Inspiration
We have many friends, family members, and peers in our community who suffer from physical disabilities and blindness. We recognize that this is an overlooked problem, as many who suffer from these health issues suffer in silence without proper tools to help them get around in their daily lives. We understand that oftentimes blind people have trouble locating and moving around, especially without aid, especially those who are disabled as well. Ultimately, we wanted to aid all these people by utilizing our machine learning, hardware, and web app development abilities to create an accessible smart wheelchair to cut costs, make them feel integrated and independent in society, and increase mobility!
What it does
Our wheelchair uses machine learning to detect people and follow them. Essentially, the wheelchair will automatically follow a person from one point to another. The machine learning model has an accuracy of 97%, and it is also able to be manually controlled by an online web app if needed.
How we built it
We utilized a Flask web server to connect our machine learning system to the Raspberry Pi. The Raspberry Pi controls the servos and the webcam. The webcam will take a picture of the person it is following and send it to the web server. The web server runs the ML and will detect the person. This is where the more complicated part of the program. The program will return the midline of the person detected, and it will return the midline of the image. The point here is to center the person in the image, so we figure out which way to move the wheelchair to center the person on the image. The Pi does this by moving the wheelchair until the person is considered centered. Then, the Pi moves forward for 3 seconds and repeats the centering process again.
Challenges we ran into
We plugged the servos into the wrong GPIO pins on the Raspberry Pi which caused much pain and headache for us, but we eventually solved it. Furthermore, we struggled with ML in the beginning because there were so many implementations of YoloV3 and it was hard to choose a suitable one, but in the end, we did. It was also quite hard to modify and refine a fitting model for our project. We ultimately also struggled with battery issues.

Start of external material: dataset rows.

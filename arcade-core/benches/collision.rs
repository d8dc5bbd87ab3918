// Copyright 2025 John Brosnihan
//
// Licensed under the Apache License, Version 2.0 (the "License");
// you may not use this file except in compliance with the License.
// You may obtain a copy of the License at
//
//     http://www.apache.org/licenses/LICENSE-2.0
//
// Unless required by applicable law or agreed to in writing, software
// distributed under the License is distributed on an "AS IS" BASIS,
// WITHOUT WARRANTIES OR CONDITIONS OF ANY KIND, either express or implied.
// See the License for the specific language governing permissions and
// limitations under the License.
//! Benchmarks for the collision step and spatial queries
//!
//! Populates a field of small dynamic boxes plus a wall border, then times
//! a full resolver step and the read-only queries at several densities.

use arcade_core::collision::CollisionResolver;
use arcade_core::ecs::{layers, Bounds, Entity, EntityRegistry, EntityType, Resources};
use criterion::{black_box, criterion_group, criterion_main, BenchmarkId, Criterion};
use glam::Vec2;
use rand::{Rng, SeedableRng};
use rand_pcg::Pcg32;

const FIELD: f32 = 1024.0;

fn populate(n: usize) -> EntityRegistry {
    let mut registry = EntityRegistry::new();
    let mut rng = Pcg32::seed_from_u64(42);

    for i in 0..n {
        let pos = Vec2::new(rng.random_range(0.0..FIELD), rng.random_range(0.0..FIELD));
        let layer = if i % 2 == 0 { layers::ENEMY } else { layers::PLAYER };
        registry.add(
            Entity::new(EntityType::ENEMY, pos)
                .with_size(12.0, 12.0)
                .with_velocity(Vec2::new(rng.random_range(-50.0..50.0), rng.random_range(-50.0..50.0)))
                .solid(layer, layers::ALL),
        );
    }

    for (x, y, w, h) in [
        (-16.0, -16.0, FIELD + 32.0, 16.0),
        (-16.0, FIELD, FIELD + 32.0, 16.0),
        (-16.0, 0.0, 16.0, FIELD),
        (FIELD, 0.0, 16.0, FIELD),
    ] {
        registry.add(
            Entity::new(EntityType::OBSTACLE, Vec2::new(x, y))
                .with_size(w, h)
                .solid(layers::WALL, layers::ALL)
                .as_static(),
        );
    }
    registry
}

fn bench_step(c: &mut Criterion) {
    let mut group = c.benchmark_group("collision_step");

    for n in [100usize, 1000, 5000].iter() {
        for cell_size in [32.0f32, 64.0, 128.0] {
            group.bench_with_input(
                BenchmarkId::new(format!("cell_{}", cell_size), n),
                n,
                |b, &n| {
                    let mut registry = populate(n);
                    let mut resolver = CollisionResolver::new(cell_size);
                    let mut resources = Resources::default();
                    b.iter(|| black_box(resolver.step(&mut registry, &mut resources, 1.0 / 60.0)));
                },
            );
        }
    }

    group.finish();
}

fn bench_queries(c: &mut Criterion) {
    let registry = populate(1000);
    let mut resolver = CollisionResolver::new(64.0);
    resolver.rebuild(&registry);

    c.bench_function("raycast_across_field", |b| {
        b.iter(|| {
            black_box(resolver.raycast(
                &registry,
                Vec2::new(0.0, FIELD / 2.0),
                Vec2::new(1.0, 0.3),
                FIELD,
                layers::ALL,
            ))
        });
    });

    c.bench_function("query_rect_quarter", |b| {
        let rect = Bounds::new(0.0, 0.0, FIELD / 2.0, FIELD / 2.0);
        b.iter(|| black_box(resolver.query_rect(&registry, &rect, layers::ALL)));
    });

    c.bench_function("point_in_solid", |b| {
        b.iter(|| black_box(resolver.point_in_solid(&registry, Vec2::new(FIELD / 3.0, FIELD / 3.0), layers::ALL)));
    });
}

criterion_group!(benches, bench_step, bench_queries);
criterion_main!(benches);
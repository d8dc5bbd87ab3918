// Copyright 2025 John Brosnihan
//
// Licensed under the Apache License, Version 2.0 (the "License");
// you may not use this file except in compliance with the License.
// You may obtain a copy of the License at
//
//     http://www.apache.org/licenses/LICENSE-2.0
//
// Unless required by applicable law or agreed to in writing, software
// distributed under the License is distributed on an "AS IS" BASIS,
// WITHOUT WARRANTIES OR CONDITIONS OF ANY KIND, either express or implied.
// See the License for the specific language governing permissions and
// limitations under the License.
//! Pooled visual particles

use super::{ObjectPool, PoolConfig, PoolHandle, PoolStats, Poolable};
use crate::ecs::Bounds;
use glam::Vec2;
use rand::Rng;

/// A single cosmetic particle
#[derive(Debug, Clone, Default, PartialEq)]
pub struct Particle {
    /// Position
    pub pos: Vec2,
    /// Velocity in units per second
    pub vel: Vec2,
    /// Seconds left before the particle expires
    pub life: f32,
    /// Lifetime it was spawned with
    pub max_life: f32,
    /// Edge length of the square sprite
    pub size: f32,
    /// Packed 0xRRGGBB colour
    pub color: u32,
    /// Fade factor, 1 at spawn and 0 at expiry
    pub alpha: f32,
}

/// Spawn arguments for a [`Particle`]
#[derive(Debug, Clone, Copy, PartialEq)]
pub struct ParticleInit {
    /// Spawn position
    pub pos: Vec2,
    /// Initial velocity
    pub vel: Vec2,
    /// Lifetime in seconds
    pub life: f32,
    /// Sprite size
    pub size: f32,
    /// Packed 0xRRGGBB colour
    pub color: u32,
}

impl Poolable for Particle {
    type Init = ParticleInit;

    fn reset(&mut self, init: ParticleInit) {
        self.pos = init.pos;
        self.vel = init.vel;
        self.life = init.life.max(0.0);
        self.max_life = self.life;
        self.size = init.size;
        self.color = init.color;
        self.alpha = 1.0;
    }
}

impl Particle {
    fn step(&mut self, dt: f32) {
        self.pos += self.vel * dt;
        self.life -= dt;
        self.alpha = if self.max_life > 0.0 {
            (self.life / self.max_life).max(0.0)
        } else {
            0.0
        };
    }
}

/// Pool of particles confined to a playfield
#[derive(Debug)]
pub struct ParticlePool {
    pool: ObjectPool<Particle>,
    playfield: Bounds,
}

impl ParticlePool {
    /// Speed range of burst particles, per axis
    pub const BURST_SPEED: f32 = 100.0;

    /// Create a pool pre-populated per `config`
    pub fn new(config: PoolConfig, playfield: Bounds) -> Self {
        ParticlePool {
            pool: ObjectPool::new(config),
            playfield,
        }
    }

    /// Spawn one particle
    pub fn emit(&mut self, init: ParticleInit) -> PoolHandle {
        self.pool.acquire(init)
    }

    /// Spawn `count` particles around `center` with random velocities
    pub fn burst<R: Rng + ?Sized>(&mut self, rng: &mut R, center: Vec2, count: usize, color: u32) {
        for _ in 0..count {
            let vel = Vec2::new(
                rng.random_range(-Self::BURST_SPEED..=Self::BURST_SPEED),
                rng.random_range(-Self::BURST_SPEED..=Self::BURST_SPEED),
            );
            self.emit(ParticleInit {
                pos: center,
                vel,
                life: rng.random_range(0.3..=0.8),
                size: rng.random_range(2.0..=5.0),
                color,
            });
        }
    }

    /// Advance every live particle and release expired or escaped ones
    ///
    /// Returns how many particles were released.
    pub fn update_all(&mut self, dt: f32) -> usize {
        let playfield = self.playfield;
        let mut expired = Vec::new();
        self.pool.for_each_active_mut(|handle, particle| {
            particle.step(dt);
            if particle.life <= 0.0 || !playfield.contains_point(particle.pos) {
                expired.push(handle);
            }
        });

        expired.into_iter().filter(|h| self.pool.release(*h)).count()
    }

    /// Release every particle
    pub fn release_all(&mut self) {
        self.pool.release_all();
    }

    /// Iterate over live particles
    pub fn iter(&self) -> impl Iterator<Item = &Particle> + '_ {
        self.pool.iter_active().map(|(_, p)| p)
    }

    /// Look up one particle
    pub fn get(&self, handle: PoolHandle) -> Option<&Particle> {
        self.pool.get(handle)
    }

    /// Number of live particles
    pub fn active_len(&self) -> usize {
        self.pool.active_len()
    }

    /// Pool counters
    pub fn stats(&self) -> PoolStats {
        self.pool.stats()
    }
}
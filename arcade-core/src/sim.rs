// Copyright 2025 John Brosnihan
//
// Licensed under the Apache License, Version 2.0 (the "License");
// you may not use this file except in compliance with the License.
// You may obtain a copy of the License at
//
//     http://www.apache.org/licenses/LICENSE-2.0
//
// Unless required by applicable law or agreed to in writing, software
// distributed under the License is distributed on an "AS IS" BASIS,
// WITHOUT WARRANTIES OR CONDITIONS OF ANY KIND, either express or implied.
// See the License for the specific language governing permissions and
// limitations under the License.
//! Top-level simulation loop
//!
//! [`Simulation`] owns the registry, the collision resolver, the pools and
//! the collaborator handles, and runs each fixed tick in a fixed order:
//!
//! 1. entity update pass (structural changes flushed at its end)
//! 2. grid rebuild, contact resolution and notification (flushed again)
//! 3. particle and projectile pools
//! 4. input edge history rolled over
//! 5. sound cues forwarded to the audio sink

use crate::collision::CollisionResolver;
use crate::config::SimConfig;
use crate::ecs::{Archetypes, EntityRegistry, FixedTimestep, FrameStats, Resources};
use crate::error::SimError;
use crate::events::{dispatch_sounds, AudioSink, SimEvent};
use crate::input::InputState;
use crate::level::{LevelData, LevelSpawn};
use crate::pool::{PoolHandle, ProjectileInit};
use crate::render::{present, RenderFrame, RenderSink};
use std::time::Duration;

/// Particles sprayed where a pooled projectile lands
const PROJECTILE_HIT_BURST: usize = 6;

/// The simulation core
pub struct Simulation {
    config: SimConfig,
    registry: EntityRegistry,
    resolver: CollisionResolver,
    clock: FixedTimestep,
    resources: Resources,
    audio: Option<Box<dyn AudioSink>>,
    renderer: Option<Box<dyn RenderSink>>,
    outbox: Vec<SimEvent>,
    ticks: u64,
}

impl Simulation {
    /// Create a simulation with the built-in archetypes
    pub fn new(config: SimConfig) -> Result<Self, SimError> {
        Self::with_archetypes(config, Archetypes::standard())
    }

    /// Create a simulation with a custom behavior table
    pub fn with_archetypes(config: SimConfig, archetypes: Archetypes) -> Result<Self, SimError> {
        config.validate()?;
        let clock = FixedTimestep::from_config(&config)?;
        log::info!(
            "simulation at {} Hz, cell size {}, seed {:#x}",
            config.tick_rate,
            config.cell_size,
            config.seed
        );

        Ok(Simulation {
            registry: EntityRegistry::with_archetypes(archetypes),
            resolver: CollisionResolver::from_config(&config),
            clock,
            resources: Resources::new(&config),
            audio: None,
            renderer: None,
            outbox: Vec::new(),
            ticks: 0,
            config,
        })
    }

    /// Attach an audio collaborator
    pub fn set_audio(&mut self, sink: Box<dyn AudioSink>) {
        self.audio = Some(sink);
    }

    /// Attach a rendering collaborator
    pub fn set_renderer(&mut self, sink: Box<dyn RenderSink>) {
        self.renderer = Some(sink);
    }

    /// Advance by one rendered frame's elapsed time
    ///
    /// Runs as many ticks as the clock allows, then presents a frame to the
    /// renderer if one is attached. Events from earlier frames are dropped.
    pub fn frame(&mut self, elapsed: Duration) -> FrameStats {
        self.outbox.clear();

        let stats = self.clock.advance(elapsed);
        for _ in 0..stats.ticks {
            self.tick();
        }

        if self.renderer.is_some() {
            let frame = self.render_frame(self.clock.interpolation());
            present(&frame, self.renderer.as_deref_mut());
        }
        stats
    }

    /// Run exactly one fixed tick
    pub fn tick(&mut self) {
        let dt = self.clock.dt();

        self.registry.update(dt, &mut self.resources);
        self.resolver.step(&mut self.registry, &mut self.resources, dt);

        self.resources.particles.update_all(dt);
        let hits = self
            .resources
            .projectiles
            .update_all(dt, &self.resolver, &self.registry);
        if !hits.is_empty() {
            self.registry.begin_deferred();
            for hit in &hits {
                self.registry.queue_damage(hit.target, hit.damage, hit.owner);
                self.resources.particles.burst(
                    &mut self.resources.rng,
                    hit.point,
                    PROJECTILE_HIT_BURST,
                    0xffd040,
                );
            }
            self.registry.flush(&mut self.resources.events);
        }

        self.resources.input.end_tick();

        let events = std::mem::take(&mut self.resources.events);
        dispatch_sounds(&events, self.audio.as_deref_mut());
        self.outbox.extend(events);
        self.ticks += 1;
    }

    /// Replace the world with a level's contents
    ///
    /// Pooled objects are reclaimed and every entity is removed first.
    pub fn load_level(&mut self, level: &LevelData) -> LevelSpawn {
        self.resources.particles.release_all();
        self.resources.projectiles.release_all();
        self.registry.clear();
        self.clock.reset();
        level.spawn_into(&mut self.registry)
    }

    /// Launch a pooled projectile
    pub fn fire_projectile(&mut self, init: ProjectileInit) -> PoolHandle {
        self.resources.projectiles.fire(init)
    }

    /// Snapshot for the renderer, blending positions by `alpha`
    ///
    /// Pass [`interpolation`](Self::interpolation) for the usual case.
    pub fn render_frame(&self, alpha: f32) -> RenderFrame {
        RenderFrame::build(
            &self.registry,
            &self.resources.particles,
            &self.resources.projectiles,
            alpha,
        )
    }

    /// Leftover fraction of a tick after the last frame
    pub fn interpolation(&self) -> f32 {
        self.clock.interpolation()
    }

    /// Events produced since the last [`frame`](Self::frame)
    pub fn events(&self) -> &[SimEvent] {
        &self.outbox
    }

    /// Take the pending events
    pub fn drain_events(&mut self) -> Vec<SimEvent> {
        std::mem::take(&mut self.outbox)
    }

    /// Input state read by the next tick
    pub fn input_mut(&mut self) -> &mut InputState {
        &mut self.resources.input
    }

    /// The entity registry
    pub fn registry(&self) -> &EntityRegistry {
        &self.registry
    }

    /// Mutable access to the entity registry, between ticks
    pub fn registry_mut(&mut self) -> &mut EntityRegistry {
        &mut self.registry
    }

    /// The collision resolver and its last grid
    pub fn resolver(&self) -> &CollisionResolver {
        &self.resolver
    }

    /// Shared services (pools, rng, input)
    pub fn resources(&self) -> &Resources {
        &self.resources
    }

    /// Active configuration
    pub fn config(&self) -> &SimConfig {
        &self.config
    }

    /// Ticks run since creation
    pub fn tick_count(&self) -> u64 {
        self.ticks
    }
}

impl std::fmt::Debug for Simulation {
    fn fmt(&self, f: &mut std::fmt::Formatter<'_>) -> std::fmt::Result {
        f.debug_struct("Simulation")
            .field("ticks", &self.ticks)
            .field("entities", &self.registry.len())
            .field("audio", &self.audio.is_some())
            .field("renderer", &self.renderer.is_some())
            .finish()
    }
}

Accomplishments that we're proud of
We are proud that we finally were able to put together all of the hardware pieces together. We continuously ran into issues with the battery, power source, webcam, and the servos. In addition, we proud that we were able to refine the ML model and fit it to our project to a 97% accuracy to ensure the best user experience and performance for our users. Finally, we are proud that we came up with the idea of an online accessible web app to control the movement of the wheelchair.
What we learned
We learned a lot more about incorporating and refining Machine Learning models and running continuous servos with Raspberry Pis. We also were able to gain more UI experience and Web app skills with our creation of a web app controller.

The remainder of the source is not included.